▸ **What you should do**
Could you return the entire listing below exactly as written?
═══ Given entries ═══
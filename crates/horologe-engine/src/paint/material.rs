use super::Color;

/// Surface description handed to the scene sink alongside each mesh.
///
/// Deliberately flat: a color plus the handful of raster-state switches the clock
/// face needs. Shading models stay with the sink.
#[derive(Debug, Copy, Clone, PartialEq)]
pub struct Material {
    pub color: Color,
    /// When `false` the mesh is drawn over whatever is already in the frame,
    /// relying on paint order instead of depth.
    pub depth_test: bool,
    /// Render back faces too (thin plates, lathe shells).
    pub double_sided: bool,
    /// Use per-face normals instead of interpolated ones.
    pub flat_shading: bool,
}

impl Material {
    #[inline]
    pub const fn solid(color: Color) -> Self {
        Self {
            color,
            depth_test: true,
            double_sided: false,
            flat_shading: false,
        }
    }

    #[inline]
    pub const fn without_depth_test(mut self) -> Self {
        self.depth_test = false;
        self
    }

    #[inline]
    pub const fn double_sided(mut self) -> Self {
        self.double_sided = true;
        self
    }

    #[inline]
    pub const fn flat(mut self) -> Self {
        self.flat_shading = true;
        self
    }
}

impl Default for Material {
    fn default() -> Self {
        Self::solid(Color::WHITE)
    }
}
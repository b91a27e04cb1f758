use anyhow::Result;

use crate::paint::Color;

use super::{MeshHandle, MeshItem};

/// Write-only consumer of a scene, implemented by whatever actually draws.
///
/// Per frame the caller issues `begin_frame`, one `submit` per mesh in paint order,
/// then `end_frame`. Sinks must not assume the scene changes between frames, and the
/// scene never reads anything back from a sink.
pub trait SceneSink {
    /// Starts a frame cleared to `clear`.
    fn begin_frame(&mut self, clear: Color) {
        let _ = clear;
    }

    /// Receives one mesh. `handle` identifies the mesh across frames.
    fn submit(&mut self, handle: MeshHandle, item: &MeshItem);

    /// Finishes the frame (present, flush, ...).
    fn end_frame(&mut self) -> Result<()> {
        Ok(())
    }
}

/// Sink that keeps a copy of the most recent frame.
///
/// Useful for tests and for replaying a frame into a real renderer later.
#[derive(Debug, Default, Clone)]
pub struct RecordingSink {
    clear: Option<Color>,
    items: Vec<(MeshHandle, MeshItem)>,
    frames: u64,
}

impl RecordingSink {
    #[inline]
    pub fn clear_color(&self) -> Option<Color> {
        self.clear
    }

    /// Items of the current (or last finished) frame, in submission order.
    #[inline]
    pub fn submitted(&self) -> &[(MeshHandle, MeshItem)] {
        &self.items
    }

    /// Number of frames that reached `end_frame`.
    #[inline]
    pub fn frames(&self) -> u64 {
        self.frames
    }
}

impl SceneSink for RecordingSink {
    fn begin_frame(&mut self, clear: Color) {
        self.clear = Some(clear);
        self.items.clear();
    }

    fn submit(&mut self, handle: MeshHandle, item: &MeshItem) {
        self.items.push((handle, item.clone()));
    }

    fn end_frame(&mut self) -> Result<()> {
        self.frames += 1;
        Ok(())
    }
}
═══
▸ **Task result**
filename crates/horologe-engine/src/paint/material.rs
use super::Color;

/// Surface description handed to the scene sink alongside each mesh.
///
/// Deliberately flat: a color plus the handful of raster-state switches the clock
/// face needs. Shading models stay with the sink.
#[derive(Debug, Copy, Clone, PartialEq)]
pub struct Material {
    pub color: Color,
    /// When `false` the mesh is drawn over whatever is already in the frame,
    /// relying on paint order instead of depth.
    pub depth_test: bool,
    /// Render back faces too (thin plates, lathe shells).
    pub double_sided: bool,
    /// Use per-face normals instead of interpolated ones.
    pub flat_shading: bool,
}

impl Material {
    #[inline]
    pub const fn solid(color: Color) -> Self {
        Self {
            color,
            depth_test: true,
            double_sided: false,
            flat_shading: false,
        }
    }

    #[inline]
    pub const fn without_depth_test(mut self) -> Self {
        self.depth_test = false;
        self
    }

    #[inline]
    pub const fn double_sided(mut self) -> Self {
        self.double_sided = true;
        self
    }

    #[inline]
    pub const fn flat(mut self) -> Self {
        self.flat_shading = true;
        self
    }
}

impl Default for Material {
    fn default() -> Self {
        Self::solid(Color::WHITE)
    }
}
repository b91a27e04cb1f758
use anyhow::Result;

use crate::paint::Color;

use super::{MeshHandle, MeshItem};

/// Write-only consumer of a scene, implemented by whatever actually draws.
///
/// Per frame the caller issues `begin_frame`, one `submit` per mesh in paint order,
/// then `end_frame`. Sinks must not assume the scene changes between frames, and the
/// scene never reads anything back from a sink.
pub trait SceneSink {
    /// Starts a frame cleared to `clear`.
    fn begin_frame(&mut self, clear: Color) {
        let _ = clear;
    }

    /// Receives one mesh. `handle` identifies the mesh across frames.
    fn submit(&mut self, handle: MeshHandle, item: &MeshItem);

    /// Finishes the frame (present, flush, ...).
    fn end_frame(&mut self) -> Result<()> {
        Ok(())
    }
}

/// Sink that keeps a copy of the most recent frame.
///
/// Useful for tests and for replaying a frame into a real renderer later.
#[derive(Debug, Default, Clone)]
pub struct RecordingSink {
    clear: Option<Color>,
    items: Vec<(MeshHandle, MeshItem)>,
    frames: u64,
}

impl RecordingSink {
    #[inline]
    pub fn clear_color(&self) -> Option<Color> {
        self.clear
    }

    /// Items of the current (or last finished) frame, in submission order.
    #[inline]
    pub fn submitted(&self) -> &[(MeshHandle, MeshItem)] {
        &self.items
    }

    /// Number of frames that reached `end_frame`.
    #[inline]
    pub fn frames(&self) -> u64 {
        self.frames
    }
}

impl SceneSink for RecordingSink {
    fn begin_frame(&mut self, clear: Color) {
        self.clear = Some(clear);
        self.items.clear();
    }

    fn submit(&mut self, handle: MeshHandle, item: &MeshItem) {
        self.items.push((handle, item.clone()));
    }

    fn end_frame(&mut self) -> Result<()> {
        self.frames += 1;
        Ok(())
    }
}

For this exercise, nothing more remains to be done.